Solute carrier organic anion transporter family member 1B3
(SLCO1B3)
is a gene that encodes an organic anion-transporting polypeptide (OATP) 1B3, a membrane-bound multi-specific transporter in hepatocytes.
SLCO1B3
was first reported in hepatocytes. Later, it was found that its expression is higher in colorectal cancer (CRC) than in the adjacent normal tissue. However, the role of
SLCO1B3
in CRC is not well elucidated. In this study, the correlation between
SLCO1B3
and the overall survival (OS) of CRC patients was evaluated using data from the GEO database. This study evaluated the relationship between
SLCO1B3
and the clinicopathological characteristics and prognosis of CRC patients.
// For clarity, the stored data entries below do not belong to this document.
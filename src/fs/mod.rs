//! Virtual file system: arena-backed tree, path resolution, snapshots.

pub mod tree;
pub mod types;

pub use tree::{FileTree, NodeId, SEPARATOR};
pub use types::{FsError, NodeSnapshot, SnapshotKind};
//! In-Memory File Tree
//!
//! The node graph behind the virtual terminal: an arena of nodes addressed
//! by stable indices, with non-owning parent back-references. Path
//! resolution is a pure read; every mutating operation validates its
//! arguments and either applies fully or fails with a typed [`FsError`].

use indexmap::IndexMap;

use super::types::{FsError, NodeSnapshot, SnapshotKind};

pub const SEPARATOR: char = '/';

/// Default readme seeded into a fresh tree.
const SEED_README: &str = "Welcome to the memshell filesystem!";

/// Stable handle into the arena. Only meaningful for the tree that issued it.
#[derive(Debug, Clone, Copy, PartialEq, Eq)]
pub struct NodeId(usize);

#[derive(Debug)]
enum NodeKind {
    Directory { children: IndexMap<String, NodeId> },
    File { content: String },
}

#[derive(Debug)]
struct Node {
    name: String,
    parent: Option<NodeId>,
    kind: NodeKind,
}

impl Node {
    fn tombstone() -> Self {
        Node {
            name: String::new(),
            parent: None,
            kind: NodeKind::File { content: String::new() },
        }
    }
}

/// A hierarchical path-addressable tree of directories and files, entirely
/// in memory. Owns the current-directory cursor, which always points at a
/// live directory reachable from the root.
#[derive(Debug)]
pub struct FileTree {
    nodes: Vec<Node>,
    free: Vec<usize>,
    root: NodeId,
    cwd: NodeId,
}
// src/commands/help_cmd.rs
use async_trait::async_trait;

use crate::commands::{Command, CommandContext, CommandResult};

pub struct HelpCommand;

const HELP_TEXT: &str = "\
Available commands:
  help                 Show this help
  clear                Clear the screen
  pwd                  Print the current directory
  ls [path]            List directory contents
  cd [path]            Change the current directory
  mkdir <dir>...       Create directories
  rm [-r] <path>...    Remove files (with -r, directories too)
  rmdir <dir>...       Remove empty directories
  tree                 Show the whole tree as ASCII art
  touch <file>...      Create empty files
  cat <file>...        Print file contents
  echo <text> [> f]    Print text, or write it to a file
  grep <pattern>       Find the file whose content is closest to a pattern
  history [-c]         Show command history (-c to clear)
  date                 Print the current date and time
  version              Print the version
  reset                Restore the default filesystem
  exit                 Leave the shell

Commands can be chained with &&; the chain stops at the first failure.
";

#[async_trait]
impl Command for HelpCommand {
    fn name(&self) -> &'static str {
        "help"
    }

    fn description(&self) -> &'static str {
        "Show this help"
    }

    async fn execute(&self, _ctx: CommandContext) -> CommandResult {
        CommandResult::success(HELP_TEXT.to_string())
    }
}
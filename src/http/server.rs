//! HTTP server setup and configuration.
//!
//! # Responsibilities
//! - Create the axum Router with the GraphQL endpoint
//! - Wire up middleware (request ID, tracing, timeout)
//! - Bind server to listener and stop on the shutdown signal
//! - Record per-request metrics

use std::sync::Arc;
use std::time::{Duration, Instant};

use async_trait::async_trait;
use axum::{
    body::Body,
    extract::State,
    http::Request,
    response::{IntoResponse, Response},
    routing::any,
    Router,
};
use tokio::net::TcpListener;
use tokio::sync::broadcast;
use tower_http::{
    request_id::{PropagateRequestIdLayer, SetRequestIdLayer},
    timeout::TimeoutLayer,
    trace::TraceLayer,
};

use crate::config::ServerConfig;
use crate::graphql::executor::Executor;
use crate::graphql::transport::TransportResponse;
use crate::graphql::view::{ContextBuilder, GraphQLView, RootValueBuilder};
use crate::http::request::{AxumRequest, MakeRequestUuid, X_REQUEST_ID};
use crate::lifecycle::shutdown;
use crate::observability::metrics;

/// Anything that can answer a GraphQL request arriving through axum.
///
/// Implemented for every [`GraphQLView`] whose engine and builders are
/// asynchronous, which lets the server hold views of any type.
#[async_trait]
pub trait GraphQLService: Send + Sync + 'static {
    async fn handle(&self, request: AxumRequest) -> TransportResponse;
}

#[async_trait]
impl<E, C, V> GraphQLService for GraphQLView<E, C, V>
where
    C: ContextBuilder + 'static,
    V: RootValueBuilder + 'static,
    E: Executor<C::Context, V::RootValue> + 'static,
{
    async fn handle(&self, request: AxumRequest) -> TransportResponse {
        self.run(request).await
    }
}

/// Application state injected into handlers.
#[derive(Clone)]
pub struct AppState {
    pub service: Arc<dyn GraphQLService>,
    pub max_body_size: usize,
}

/// HTTP server exposing one GraphQL endpoint.
pub struct HttpServer {
    router: Router,
    config: ServerConfig,
}

impl HttpServer {
    /// Route `config.graphql.path` to `service` behind the middleware stack.
    pub fn new(config: ServerConfig, service: impl GraphQLService) -> Self {
        let state = AppState {
            service: Arc::new(service),
            max_body_size: config.limits.max_body_size,
        };

        let router = Self::build_router(&config, state);
        Self { router, config }
    }

    /// Build the axum router with all middleware layers.
    #[allow(deprecated)]
    fn build_router(config: &ServerConfig, state: AppState) -> Router {
        Router::new()
            .route(&config.graphql.path, any(graphql_handler))
            .with_state(state)
            .layer(TimeoutLayer::new(Duration::from_secs(
                config.timeouts.request_secs,
            )))
            .layer(PropagateRequestIdLayer::x_request_id())
            .layer(TraceLayer::new_for_http().make_span_with(|request: &Request<Body>| {
                let request_id = request
                    .headers()
                    .get(X_REQUEST_ID)
                    .and_then(|value| value.to_str().ok())
                    .unwrap_or("unknown");
                tracing::info_span!(
                    "request",
                    method = %request.method(),
                    uri = %request.uri(),
                    request_id = %request_id,
                )
            }))
            .layer(SetRequestIdLayer::x_request_id(MakeRequestUuid))
    }

    /// A clone of the router, for driving it without a listener.
    pub fn router(&self) -> Router {
        self.router.clone()
    }

    /// Serve on `listener` until `shutdown` fires, then drain in-flight
    /// requests.
    pub async fn run(
        self,
        listener: TcpListener,
        shutdown: broadcast::Receiver<()>,
    ) -> Result<(), std::io::Error> {
        let addr = listener.local_addr()?;
        tracing::info!(
            address = %addr,
            path = %self.config.graphql.path,
            "HTTP server starting"
        );

        axum::serve(listener, self.router)
            .with_graceful_shutdown(shutdown::wait(shutdown))
            .await?;

        tracing::info!("HTTP server stopped");
        Ok(())
    }
}

async fn graphql_handler(State(state): State<AppState>, request: Request<Body>) -> Response {
    let start_time = Instant::now();
    let method = request.method().to_string();

    let response = state
        .service
        .handle(AxumRequest::new(request, state.max_body_size))
        .await;

    let status = response.status.as_u16();
    metrics::record_request(&method, status, start_time);
    tracing::debug!(
        method = %method,
        status,
        elapsed_ms = start_time.elapsed().as_millis() as u64,
        "GraphQL request handled"
    );

    response.into_response()
}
The effects of
SLCO1B3
knockdown, on human CRC cell proliferation, migration, and invasion
in vitro
and CRC tumorigenesis and metastasis
in vivo
were also examined. In addition, next-generation sequencing was used to identify
SLCO1B3
mediators. The results confirmed the association between
SLCO1B3
and poor OS of CRC patients, and
SLCO1B3
was identified as the top hub gene associated with the OS. The study showed that high
SLCO1B3
expression was associated with poor tumor differentiation, advanced disease stage, tumor invasion, lymph node metastasis, and poor OS. Next-generation sequencing revealed that
SLCO1B3
knockdown affected the expression of several genes involved in cancer invasion, metastasis, and DNA repair. Moreover, the western blot analysis showed that
SLCO1B3
knockdown downregulated p-STAT3, MMP-2, and MMP-9. In summary, we demonstrated that
SLCO1B3
acts as a novel carcinogen in the CRC that drives the CRC tumorigenesis and metastasis.
SLCO1B3
inhibitors, alone or in combination with current drugs, may have therapeutic benefits in CRC.